Angel’s Share / Village Yokocho: Okay, this one is on the line between The EV and Greenwich Village. I place it on the NYU side of 3rd Ave though. Angel’s Share is my favorite speakeasy in the City––one of the only non-dive bars I frequented in college and still do. It’s not cheap. Not ridiculous, $15 or so for a cocktail. Since I’ve stopped drinking, I can go there and spend under thirty for a few mocktails with tip. They’re currently limited to takeout and delivery, but will be doing outdoor dining soon in collaboration with Village Yokocho, a little Japanese restaurant in which the bar is usually located. It’s hidden near the entrance (at 8 Stuyvesant St), behind a nondescript door, and there’s a second location at 14 Stuyvesant. I haven’t been since pre-pandemic, but will go as soon as they open for outdoor dine-in. As is the case with many of my favorite bars, the atmosphere is very witchy. Like a cosmopolitan witch from the 1920s. They have generous, *complex* drinks that aren’t too weird, and non-alcoholic drinks that don’t taste like they’re for kids. They usually have my favorite cheese plate ever. Currently the menu is different, with food from Village Yokocho, which is also amazing. Very authentic, and cheap. They have a huge menu. Great classics like chicken and rice for less adventurous eaters (me), in addition to stuff like cold octopus in spicy sauce. One time I ordered a dish with Bonito fish flakes on top, which apparently move when exposed to heat. I thought they were somehow alive and just silently stared at it in horror until one of my friends explained what they were. Big scare, but ultimately a wonderful meal.

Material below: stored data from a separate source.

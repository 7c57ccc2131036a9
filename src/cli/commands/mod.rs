pub mod auth;
pub mod data;
pub mod nav;
pub mod perm;
pub mod routes;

Washington Mews: Just a picturesque stretch of cobblestone lined by colorful townhouses. It feels very European, and is an excellent place to take pictures. Between 8th St and Washington Square North.

Faicco’s: Actually an Italian market known for their sausages and cheese, but I love their sandwiches (meatball grinder in particular), which usually last me two meals. They’ve got a ton of housemade grocery items too—olive oil, meats, sauces, etc. Top top notch.

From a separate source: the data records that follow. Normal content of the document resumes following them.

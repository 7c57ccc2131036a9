//! Navigation guard: login check, one-time permission refresh and route
//! materialization, evaluated on every navigation attempt.

use crate::permission::{PermissionSource, PermissionStore};
use crate::routes::compile_menus;
use crate::routes::defaults::{default_async_routes, not_found_route};
use crate::routes::{RouteDefinition, RouteMeta};

use super::{Location, Router, RouterError};

pub const LOGIN_PATH: &str = "/login";
pub const HOME_PATH: &str = "/";

/// Paths reachable without a token
pub const WHITE_LIST: &[&str] = &["/login", "/register", "/reset-password", "/404"];

const APP_TITLE: &str = "TestCase Generator";
const UNTITLED_PAGE: &str = "测试用例生成器";

#[derive(Debug, Clone, Copy, PartialEq, Eq)]
pub enum GuardState {
    Unauthenticated,
    AuthenticatedNoRoutes,
    AuthenticatedRoutesPending,
    AuthenticatedReady,
}

#[derive(Debug, Clone, PartialEq, Eq)]
pub enum GuardOutcome {
    Proceed,
    /// Abandon this attempt and navigate somewhere else
    Redirect(Location),
    /// Routes were just registered; retry the same target, replacing history
    Redispatch(Location),
}

/// What a materialization pass did, for logging and tests
#[derive(Debug, Clone, Default, PartialEq)]
pub struct MaterializeReport {
    pub refreshed: bool,
    pub registered: Vec<String>,
    pub skipped: Vec<String>,
    pub failures: Vec<String>,
}

#[derive(Debug)]
pub struct NavigationGuard {
    cold_start: bool,
    materializing: bool,
}

impl NavigationGuard {
    /// `cold_start` is true for the first navigation after process start
    /// (the equivalent of a full page load)
    pub fn new(cold_start: bool) -> Self {
        Self {
            cold_start,
            materializing: false,
        }
    }

    pub fn is_cold_start(&self) -> bool {
        self.cold_start
    }

    pub fn state(&self, authenticated: bool, permissions: &PermissionStore) -> GuardState {
        if !authenticated {
            GuardState::Unauthenticated
        } else if self.materializing {
            GuardState::AuthenticatedRoutesPending
        } else if permissions.routes_added() && !self.cold_start {
            GuardState::AuthenticatedReady
        } else {
            GuardState::AuthenticatedNoRoutes
        }
    }

    pub async fn before_each(
        &mut self,
        to: &Location,
        authenticated: bool,
        permissions: &mut PermissionStore,
        router: &mut Router,
        source: &dyn PermissionSource,
    ) -> GuardOutcome {
        let path = to.path.as_str();

        if WHITE_LIST.contains(&path) {
            if authenticated && path == LOGIN_PATH {
                return GuardOutcome::Redirect(Location::new(HOME_PATH));
            }
            return GuardOutcome::Proceed;
        }

        if !authenticated {
            tracing::debug!(target_path = %to, "no token, redirecting to login");
            return GuardOutcome::Redirect(Location::login_redirect(to));
        }

        if self.cold_start || !permissions.routes_added() {
            self.materializing = true;
            tracing::debug!(
                state = ?self.state(authenticated, permissions),
                cold_start = self.cold_start,
                "materializing routes"
            );
            let report = materialize_routes(permissions, router, source).await;
            self.materializing = false;
            tracing::info!(
                refreshed = report.refreshed,
                registered = report.registered.len(),
                failures = report.failures.len(),
                "routes materialized"
            );
            self.cold_start = false;
            return GuardOutcome::Redispatch(to.clone());
        }

        GuardOutcome::Proceed
    }
}

/// Refresh permissions, drop stale dynamic routes and register the defaults
/// plus whatever the menu tree compiles to.
///
/// Never fails: a refresh failure is logged and the default routes are still
/// registered. A menu node with an unknown view is logged and registered
/// without one. No retry.
pub async fn materialize_routes(
    permissions: &mut PermissionStore,
    router: &mut Router,
    source: &dyn PermissionSource,
) -> MaterializeReport {
    let mut report = MaterializeReport::default();

    match permissions.refresh(source).await {
        Ok(()) => report.refreshed = true,
        Err(e) => {
            tracing::warn!("permission refresh failed, continuing with defaults: {}", e);
            report.failures.push(e.to_string());
        }
    }

    reset_routes(permissions, router);

    register_all(router, default_async_routes(), &mut report);

    if !permissions.menus().is_empty() {
        let compiled = compile_menus(permissions.menus());
        for e in compiled.unresolved {
            tracing::error!("menu route registered without a view: {}", e);
            report.failures.push(e.to_string());
        }
        register_all(router, compiled.routes, &mut report);
    }

    register_all(router, vec![not_found_route()], &mut report);

    permissions.mark_routes_added(report.registered.clone());
    report
}

fn register_all(router: &mut Router, routes: Vec<RouteDefinition>, report: &mut MaterializeReport) {
    for route in routes {
        let name = route.name.clone();
        if router.has_route(&name) {
            report.skipped.push(name);
            continue;
        }
        match router.add_route(route) {
            Ok(()) => report.registered.push(name),
            Err(RouterError::DuplicateName(dup)) => {
                tracing::warn!(route = %name, duplicate = %dup, "route skipped, nested name already registered");
                report.skipped.push(name);
            }
            Err(e) => {
                tracing::warn!(route = %name, "route skipped: {}", e);
                report.skipped.push(name);
            }
        }
    }
}

/// Remove every dynamically registered route and clear the routes-added flag
pub fn reset_routes(permissions: &mut PermissionStore, router: &mut Router) {
    let mut names: Vec<String> = permissions.dynamic_routes().to_vec();
    names.extend(default_async_routes().into_iter().map(|r| r.name));
    for name in names {
        router.remove_route(&name);
    }
    permissions.clear_routes();
}

pub fn document_title(meta: &RouteMeta) -> String {
    format!("{} - {}", meta.title.as_deref().unwrap_or(UNTITLED_PAGE), APP_TITLE)
}

#[cfg(test)]
mod tests {
    use super::*;
    use crate::error::{ConsoleError, ConsoleResult};
    use crate::menu::MenuNode;
    use crate::storage::MemoryStorage;
    use async_trait::async_trait;
    use std::sync::atomic::{AtomicUsize, Ordering};

    struct FakeSource {
        menus: Vec<MenuNode>,
        fail: bool,
        calls: AtomicUsize,
    }

    impl FakeSource {
        fn with_menus(menus: Vec<MenuNode>) -> Self {
            Self {
                menus,
                fail: false,
                calls: AtomicUsize::new(0),
            }
        }

        fn failing() -> Self {
            Self {
                menus: Vec::new(),
                fail: true,
                calls: AtomicUsize::new(0),
            }
        }

        fn refreshes(&self) -> usize {
            self.calls.load(Ordering::SeqCst)
        }
    }

    #[async_trait]
    impl PermissionSource for FakeSource {
        async fn fetch_menus(&self) -> ConsoleResult<Vec<MenuNode>> {
            self.calls.fetch_add(1, Ordering::SeqCst);
            if self.fail {
                return Err(ConsoleError::Transport("connection refused".into()));
            }
            Ok(self.menus.clone())
        }

        async fn fetch_permission_codes(&self) -> ConsoleResult<Vec<String>> {
            if self.fail {
                return Err(ConsoleError::Transport("connection refused".into()));
            }
            Ok(vec!["testcase:view".into()])
        }
    }

    fn store() -> PermissionStore {
        PermissionStore::load(MemoryStorage::shared())
    }

    fn audit_menu() -> Vec<MenuNode> {
        vec![MenuNode::page("/audit", "Audit")
            .with_component("Layout")
            .with_children(vec![
                MenuNode::page("trail", "AuditTrail").with_component("LogView"),
                MenuNode::button("export", "AuditExport"),
            ])]
    }

    #[tokio::test]
    async fn white_listed_paths_pass_without_token() {
        let mut guard = NavigationGuard::new(true);
        let mut perms = store();
        let mut router = Router::new();
        let source = FakeSource::with_menus(vec![]);

        for path in WHITE_LIST {
            let outcome = guard
                .before_each(&Location::new(*path), false, &mut perms, &mut router, &source)
                .await;
            assert_eq!(outcome, GuardOutcome::Proceed, "path {}", path);
        }
        assert_eq!(source.refreshes(), 0);
    }

    #[tokio::test]
    async fn login_with_token_goes_home() {
        let mut guard = NavigationGuard::new(false);
        let mut perms = store();
        let mut router = Router::new();
        let source = FakeSource::with_menus(vec![]);

        let outcome = guard
            .before_each(&Location::new(LOGIN_PATH), true, &mut perms, &mut router, &source)
            .await;
        assert_eq!(outcome, GuardOutcome::Redirect(Location::new(HOME_PATH)));
    }

    #[tokio::test]
    async fn protected_path_without_token_redirects_with_target() {
        let mut guard = NavigationGuard::new(true);
        let mut perms = store();
        let mut router = Router::new();
        let source = FakeSource::with_menus(vec![]);
        let to = Location::parse("/system/users?page=3");

        let outcome = guard.before_each(&to, false, &mut perms, &mut router, &source).await;
        match outcome {
            GuardOutcome::Redirect(login) => {
                assert_eq!(login.path, LOGIN_PATH);
                assert_eq!(login.redirect_target(), Some(to));
            }
            other => panic!("unexpected outcome {:?}", other),
        }
        assert_eq!(guard.state(false, &perms), GuardState::Unauthenticated);
    }

    #[tokio::test]
    async fn cold_start_refreshes_once_then_proceeds() {
        let mut guard = NavigationGuard::new(true);
        let mut perms = store();
        let mut router = Router::new();
        let source = FakeSource::with_menus(audit_menu());
        let to = Location::new("/audit/trail");

        assert_eq!(guard.state(true, &perms), GuardState::AuthenticatedNoRoutes);

        let first = guard.before_each(&to, true, &mut perms, &mut router, &source).await;
        assert_eq!(first, GuardOutcome::Redispatch(to.clone()));
        assert_eq!(source.refreshes(), 1);
        assert!(router.has_route("Audit"));
        assert!(router.has_route("AuditTrail"));
        assert!(!router.has_route("AuditExport"));

        let second = guard.before_each(&to, true, &mut perms, &mut router, &source).await;
        assert_eq!(second, GuardOutcome::Proceed);
        assert_eq!(source.refreshes(), 1);
        assert_eq!(guard.state(true, &perms), GuardState::AuthenticatedReady);

        // a fresh guard in the same process still counts as a cold start
        let restarted = NavigationGuard::new(true);
        assert_eq!(restarted.state(true, &perms), GuardState::AuthenticatedNoRoutes);
    }

    #[tokio::test]
    async fn refresh_failure_still_registers_defaults() {
        let mut guard = NavigationGuard::new(true);
        let mut perms = store();
        let mut router = Router::new();
        let source = FakeSource::failing();
        let to = Location::new("/dashboard");

        let outcome = guard.before_each(&to, true, &mut perms, &mut router, &source).await;
        assert_eq!(outcome, GuardOutcome::Redispatch(to.clone()));
        assert!(router.has_route("Root"));
        assert!(router.has_route("System"));
        assert!(router.has_route("NotFound"));
        assert!(perms.routes_added());

        // the failed refresh is not retried on the next navigation
        let next = Location::new("/testing/testcases");
        let outcome = guard.before_each(&next, true, &mut perms, &mut router, &source).await;
        assert_eq!(outcome, GuardOutcome::Proceed);
        assert_eq!(source.refreshes(), 1);
        assert_eq!(guard.state(true, &perms), GuardState::AuthenticatedReady);
    }

    #[tokio::test]
    async fn materializing_twice_does_not_duplicate_names() {
        let mut perms = store();
        let mut router = Router::new();
        let source = FakeSource::with_menus(audit_menu());

        materialize_routes(&mut perms, &mut router, &source).await;
        let first: Vec<String> = router.route_names().into_iter().map(str::to_string).collect();
        materialize_routes(&mut perms, &mut router, &source).await;
        let second: Vec<String> = router.route_names().into_iter().map(str::to_string).collect();

        assert_eq!(first, second);
        let mut deduped = second.clone();
        deduped.sort();
        deduped.dedup();
        assert_eq!(deduped.len(), second.len());
    }

    #[tokio::test]
    async fn unknown_menu_component_keeps_sibling_routes() {
        let mut perms = store();
        let mut router = Router::new();
        let source = FakeSource::with_menus(vec![
            MenuNode::page("/x", "Broken").with_component("views/Missing.vue"),
            MenuNode::page("/audit", "Audit")
                .with_component("Layout")
                .with_children(vec![MenuNode::page("trail", "AuditTrail").with_component("LogView")]),
        ]);

        let report = materialize_routes(&mut perms, &mut router, &source).await;
        assert!(report.refreshed);
        assert_eq!(report.failures.len(), 1);
        assert!(report.failures[0].contains("views/Missing.vue"));
        assert!(router.has_route("Broken"));
        assert!(router.has_route("Audit"));
        assert!(router.has_route("AuditTrail"));
        assert!(router.has_route("Root"));
    }

    #[tokio::test]
    async fn reset_removes_dynamic_routes_only() {
        let mut perms = store();
        let mut router = Router::new();
        let source = FakeSource::with_menus(audit_menu());
        materialize_routes(&mut perms, &mut router, &source).await;

        reset_routes(&mut perms, &mut router);

        assert!(!perms.routes_added());
        assert!(!router.has_route("Audit"));
        assert!(!router.has_route("Root"));
        assert!(!router.has_route("NotFound"));
        assert!(router.has_route("Login"));
        assert!(router.has_route("404"));
    }

    #[test]
    fn document_title_falls_back_when_untitled() {
        assert_eq!(document_title(&RouteMeta::titled("首页")), "首页 - TestCase Generator");
        assert_eq!(document_title(&RouteMeta::default()), "测试用例生成器 - TestCase Generator");
    }
}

Strand: Best bookstore in the world. I can stay here all day. I could probably live here. Especially in the basement—Strand underground is a gigantic non-fiction section, and a maze of bookshelves with a ton of nooks and crannies to sit and read without interruption…occasional interruptions / people getting annoyed you’re in their way and staff telling you not to sit on the floor, but it’s an absolute dream. They famously have eighteen miles of books. You’re not currently allowed to stick around and read, unfortunately. They’re just open for shopping and curbside pickup for now.

Elephant and Castle: Classic Village brunch spot with beautiful, delicious everything. Both lunch and breakfast leaning menu items are equally wonderful, and the chatty, good-morning atmosphere always puts me in a better mood, except when I’m in a particularly bad mood, in which case it annoys the shit out of me.

Carbone: Stylish, retro, and reliably satisfying Italian…current outdoor dining feels like the Italian version of Little Prince. They have a small but varied menu, and prices are reasonable for New York though not particularly cheap. More of a special occasion dinner for me, but I could eat there every night if I had the money. It’s the kind of place I take out of town guests, specifically anyone willing to pay for my meal.

*Shoutout to basically every Bleecker Street Bar. Wicked Willy’s is a low point but can be fun when the band isn’t playing the Fresh Prince of Bel-Air theme song, which they sometimes do. One time they were shooting an episode of Breaking Amish while I was there. Also, Three Sheets on West 4th is sometimes cool, although they did kick me out once and in this instance I don’t think I deserved it.